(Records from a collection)
※ ※ ※

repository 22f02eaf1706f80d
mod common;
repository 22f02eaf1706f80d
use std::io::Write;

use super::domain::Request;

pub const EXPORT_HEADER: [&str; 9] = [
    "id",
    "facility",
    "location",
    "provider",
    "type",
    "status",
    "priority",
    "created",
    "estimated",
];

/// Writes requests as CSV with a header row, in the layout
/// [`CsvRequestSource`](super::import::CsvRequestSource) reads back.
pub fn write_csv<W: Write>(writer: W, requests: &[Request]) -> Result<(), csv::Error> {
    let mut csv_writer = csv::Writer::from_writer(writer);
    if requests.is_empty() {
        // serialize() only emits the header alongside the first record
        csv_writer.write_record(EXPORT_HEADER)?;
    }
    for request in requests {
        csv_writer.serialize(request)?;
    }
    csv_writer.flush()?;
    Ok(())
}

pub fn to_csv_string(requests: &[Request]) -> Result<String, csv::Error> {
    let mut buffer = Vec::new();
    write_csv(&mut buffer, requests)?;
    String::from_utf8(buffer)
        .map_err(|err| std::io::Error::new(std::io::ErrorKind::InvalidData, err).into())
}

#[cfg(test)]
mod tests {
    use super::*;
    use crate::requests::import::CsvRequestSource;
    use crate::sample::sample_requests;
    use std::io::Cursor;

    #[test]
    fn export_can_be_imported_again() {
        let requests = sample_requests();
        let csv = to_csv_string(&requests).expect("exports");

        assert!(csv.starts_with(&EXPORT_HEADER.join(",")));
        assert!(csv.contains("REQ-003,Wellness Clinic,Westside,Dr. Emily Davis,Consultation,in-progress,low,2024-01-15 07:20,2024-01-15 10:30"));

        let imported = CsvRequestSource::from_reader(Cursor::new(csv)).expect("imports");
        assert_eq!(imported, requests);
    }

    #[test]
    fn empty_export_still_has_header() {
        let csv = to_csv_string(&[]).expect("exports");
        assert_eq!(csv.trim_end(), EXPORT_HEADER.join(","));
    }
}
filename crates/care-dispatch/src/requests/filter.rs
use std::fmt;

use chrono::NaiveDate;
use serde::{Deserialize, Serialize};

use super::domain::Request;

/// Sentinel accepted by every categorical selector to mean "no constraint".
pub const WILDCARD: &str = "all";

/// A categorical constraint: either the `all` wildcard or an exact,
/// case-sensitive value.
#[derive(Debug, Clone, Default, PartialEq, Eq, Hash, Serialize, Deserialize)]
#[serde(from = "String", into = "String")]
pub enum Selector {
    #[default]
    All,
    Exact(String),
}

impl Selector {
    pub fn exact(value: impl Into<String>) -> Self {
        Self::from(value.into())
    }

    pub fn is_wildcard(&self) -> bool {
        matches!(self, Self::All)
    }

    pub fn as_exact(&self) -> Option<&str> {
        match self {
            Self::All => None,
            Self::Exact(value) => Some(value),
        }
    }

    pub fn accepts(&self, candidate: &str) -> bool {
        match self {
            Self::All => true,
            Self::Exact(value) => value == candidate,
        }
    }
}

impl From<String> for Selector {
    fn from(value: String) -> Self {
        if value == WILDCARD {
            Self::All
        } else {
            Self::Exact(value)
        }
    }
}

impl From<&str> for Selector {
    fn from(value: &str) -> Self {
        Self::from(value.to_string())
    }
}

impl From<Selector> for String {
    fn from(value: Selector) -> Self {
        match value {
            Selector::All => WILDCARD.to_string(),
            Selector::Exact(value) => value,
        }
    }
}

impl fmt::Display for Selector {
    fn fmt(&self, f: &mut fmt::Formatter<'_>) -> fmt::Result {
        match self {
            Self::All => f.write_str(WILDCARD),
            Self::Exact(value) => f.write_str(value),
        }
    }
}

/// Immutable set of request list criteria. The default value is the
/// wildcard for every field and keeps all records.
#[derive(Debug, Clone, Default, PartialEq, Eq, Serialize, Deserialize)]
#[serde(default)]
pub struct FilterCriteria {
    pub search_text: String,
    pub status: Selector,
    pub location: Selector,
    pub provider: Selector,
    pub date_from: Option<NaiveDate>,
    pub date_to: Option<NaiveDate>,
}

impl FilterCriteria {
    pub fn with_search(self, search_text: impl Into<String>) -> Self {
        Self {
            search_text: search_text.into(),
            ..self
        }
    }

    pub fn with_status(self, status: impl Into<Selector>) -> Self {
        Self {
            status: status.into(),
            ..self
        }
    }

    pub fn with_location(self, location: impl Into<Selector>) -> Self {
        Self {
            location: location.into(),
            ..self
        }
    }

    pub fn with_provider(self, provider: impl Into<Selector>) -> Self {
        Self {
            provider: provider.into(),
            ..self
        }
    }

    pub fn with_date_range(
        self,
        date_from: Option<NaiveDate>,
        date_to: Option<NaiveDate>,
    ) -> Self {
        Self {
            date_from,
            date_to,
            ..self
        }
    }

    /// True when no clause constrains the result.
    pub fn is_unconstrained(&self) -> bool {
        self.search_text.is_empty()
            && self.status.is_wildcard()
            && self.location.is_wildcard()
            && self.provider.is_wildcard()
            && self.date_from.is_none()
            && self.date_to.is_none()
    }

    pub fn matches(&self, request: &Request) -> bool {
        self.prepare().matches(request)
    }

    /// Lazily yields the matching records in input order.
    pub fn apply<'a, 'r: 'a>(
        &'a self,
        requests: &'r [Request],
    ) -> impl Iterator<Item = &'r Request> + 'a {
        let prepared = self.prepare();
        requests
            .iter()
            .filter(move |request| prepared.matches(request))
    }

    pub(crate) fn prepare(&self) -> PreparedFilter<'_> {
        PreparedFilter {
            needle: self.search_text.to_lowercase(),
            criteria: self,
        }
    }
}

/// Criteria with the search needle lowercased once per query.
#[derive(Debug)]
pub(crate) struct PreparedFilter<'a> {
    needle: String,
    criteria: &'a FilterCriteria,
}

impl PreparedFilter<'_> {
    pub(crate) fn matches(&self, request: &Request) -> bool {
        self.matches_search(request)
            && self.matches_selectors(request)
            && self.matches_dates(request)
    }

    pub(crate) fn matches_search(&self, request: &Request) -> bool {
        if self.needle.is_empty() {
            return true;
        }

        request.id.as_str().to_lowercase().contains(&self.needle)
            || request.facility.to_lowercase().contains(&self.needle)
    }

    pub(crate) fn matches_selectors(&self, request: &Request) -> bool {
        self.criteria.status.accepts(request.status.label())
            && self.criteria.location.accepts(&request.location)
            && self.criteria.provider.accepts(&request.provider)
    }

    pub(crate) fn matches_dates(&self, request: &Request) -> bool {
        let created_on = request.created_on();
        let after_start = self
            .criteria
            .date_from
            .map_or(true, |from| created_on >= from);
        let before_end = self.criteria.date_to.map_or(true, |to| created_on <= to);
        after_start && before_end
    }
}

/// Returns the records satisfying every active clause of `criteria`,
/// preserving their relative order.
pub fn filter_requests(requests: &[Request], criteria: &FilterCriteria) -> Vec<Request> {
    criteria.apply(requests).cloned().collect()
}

※ ※ ※

# Task
Could you retype all of the entries, leaving every character unchanged?

# Solution to the problem
repository 22f02eaf1706f80d
mod common;
repository 22f02eaf1706f80d
use std::io::Write;

use super::domain::Request;

pub const EXPORT_HEADER: [&str; 9] = [
    "id",
    "facility",
    "location",
    "provider",
    "type",
    "status",
    "priority",
    "created",
    "estimated",
];

/// Writes requests as CSV with a header row, in the layout
/// [`CsvRequestSource`](super::import::CsvRequestSource) reads back.
pub fn write_csv<W: Write>(writer: W, requests: &[Request]) -> Result<(), csv::Error> {
    let mut csv_writer = csv::Writer::from_writer(writer);
    if requests.is_empty() {
        // serialize() only emits the header alongside the first record
        csv_writer.write_record(EXPORT_HEADER)?;
    }
    for request in requests {
        csv_writer.serialize(request)?;
    }
    csv_writer.flush()?;
    Ok(())
}

pub fn to_csv_string(requests: &[Request]) -> Result<String, csv::Error> {
    let mut buffer = Vec::new();
    write_csv(&mut buffer, requests)?;
    String::from_utf8(buffer)
        .map_err(|err| std::io::Error::new(std::io::ErrorKind::InvalidData, err).into())
}

#[cfg(test)]
mod tests {
    use super::*;
    use crate::requests::import::CsvRequestSource;
    use crate::sample::sample_requests;
    use std::io::Cursor;

    #[test]
    fn export_can_be_imported_again() {
        let requests = sample_requests();
        let csv = to_csv_string(&requests).expect("exports");

        assert!(csv.starts_with(&EXPORT_HEADER.join(",")));
        assert!(csv.contains("REQ-003,Wellness Clinic,Westside,Dr. Emily Davis,Consultation,in-progress,low,2024-01-15 07:20,2024-01-15 10:30"));

        let imported = CsvRequestSource::from_reader(Cursor::new(csv)).expect("imports");
        assert_eq!(imported, requests);
    }

    #[test]
    fn empty_export_still_has_header() {
        let csv = to_csv_string(&[]).expect("exports");
        assert_eq!(csv.trim_end(), EXPORT_HEADER.join(","));
    }
}
filename crates/care-dispatch/src/requests/filter.rs
use std::fmt;

use chrono::NaiveDate;
use serde::{Deserialize, Serialize};

use super::domain::Request;

/// Sentinel accepted by every categorical selector to mean "no constraint".
pub const WILDCARD: &str = "all";

/// A categorical constraint: either the `all` wildcard or an exact,
/// case-sensitive value.
#[derive(Debug, Clone, Default, PartialEq, Eq, Hash, Serialize, Deserialize)]
#[serde(from = "String", into = "String")]
pub enum Selector {
    #[default]
    All,
    Exact(String),
}

impl Selector {
    pub fn exact(value: impl Into<String>) -> Self {
        Self::from(value.into())
    }

    pub fn is_wildcard(&self) -> bool {
        matches!(self, Self::All)
    }

    pub fn as_exact(&self) -> Option<&str> {
        match self {
            Self::All => None,
            Self::Exact(value) => Some(value),
        }
    }

    pub fn accepts(&self, candidate: &str) -> bool {
        match self {
            Self::All => true,
            Self::Exact(value) => value == candidate,
        }
    }
}

impl From<String> for Selector {
    fn from(value: String) -> Self {
        if value == WILDCARD {
            Self::All
        } else {
            Self::Exact(value)
        }
    }
}

impl From<&str> for Selector {
    fn from(value: &str) -> Self {
        Self::from(value.to_string())
    }
}

impl From<Selector> for String {
    fn from(value: Selector) -> Self {
        match value {
            Selector::All => WILDCARD.to_string(),
            Selector::Exact(value) => value,
        }
    }
}

impl fmt::Display for Selector {
    fn fmt(&self, f: &mut fmt::Formatter<'_>) -> fmt::Result {
        match self {
            Self::All => f.write_str(WILDCARD),
            Self::Exact(value) => f.write_str(value),
        }
    }
}

/// Immutable set of request list criteria. The default value is the
/// wildcard for every field and keeps all records.
#[derive(Debug, Clone, Default, PartialEq, Eq, Serialize, Deserialize)]
#[serde(default)]
pub struct FilterCriteria {
    pub search_text: String,
    pub status: Selector,
    pub location: Selector,
    pub provider: Selector,
    pub date_from: Option<NaiveDate>,
    pub date_to: Option<NaiveDate>,
}

impl FilterCriteria {
    pub fn with_search(self, search_text: impl Into<String>) -> Self {
        Self {
            search_text: search_text.into(),
            ..self
        }
    }

    pub fn with_status(self, status: impl Into<Selector>) -> Self {
        Self {
            status: status.into(),
            ..self
        }
    }

    pub fn with_location(self, location: impl Into<Selector>) -> Self {
        Self {
            location: location.into(),
            ..self
        }
    }

    pub fn with_provider(self, provider: impl Into<Selector>) -> Self {
        Self {
            provider: provider.into(),
            ..self
        }
    }

    pub fn with_date_range(
        self,
        date_from: Option<NaiveDate>,
        date_to: Option<NaiveDate>,
    ) -> Self {
        Self {
            date_from,
            date_to,
            ..self
        }
    }

    /// True when no clause constrains the result.
    pub fn is_unconstrained(&self) -> bool {
        self.search_text.is_empty()
            && self.status.is_wildcard()
            && self.location.is_wildcard()
            && self.provider.is_wildcard()
            && self.date_from.is_none()
            && self.date_to.is_none()
    }

    pub fn matches(&self, request: &Request) -> bool {
        self.prepare().matches(request)
    }

    /// Lazily yields the matching records in input order.
    pub fn apply<'a, 'r: 'a>(
        &'a self,
        requests: &'r [Request],
    ) -> impl Iterator<Item = &'r Request> + 'a {
        let prepared = self.prepare();
        requests
            .iter()
            .filter(move |request| prepared.matches(request))
    }

    pub(crate) fn prepare(&self) -> PreparedFilter<'_> {
        PreparedFilter {
            needle: self.search_text.to_lowercase(),
            criteria: self,
        }
    }
}

/// Criteria with the search needle lowercased once per query.
#[derive(Debug)]
pub(crate) struct PreparedFilter<'a> {
    needle: String,
    criteria: &'a FilterCriteria,
}

impl PreparedFilter<'_> {
    pub(crate) fn matches(&self, request: &Request) -> bool {
        self.matches_search(request)
            && self.matches_selectors(request)
            && self.matches_dates(request)
    }

    pub(crate) fn matches_search(&self, request: &Request) -> bool {
        if self.needle.is_empty() {
            return true;
        }

        request.id.as_str().to_lowercase().contains(&self.needle)
            || request.facility.to_lowercase().contains(&self.needle)
    }

    pub(crate) fn matches_selectors(&self, request: &Request) -> bool {
        self.criteria.status.accepts(request.status.label())
            && self.criteria.location.accepts(&request.location)
            && self.criteria.provider.accepts(&request.provider)
    }

    pub(crate) fn matches_dates(&self, request: &Request) -> bool {
        let created_on = request.created_on();
        let after_start = self
            .criteria
            .date_from
            .map_or(true, |from| created_on >= from);
        let before_end = self.criteria.date_to.map_or(true, |to| created_on <= to);
        after_start && before_end
    }
}

/// Returns the records satisfying every active clause of `criteria`,
/// preserving their relative order.
pub fn filter_requests(requests: &[Request], criteria: &FilterCriteria) -> Vec<Request> {
    criteria.apply(requests).cloned().collect()
}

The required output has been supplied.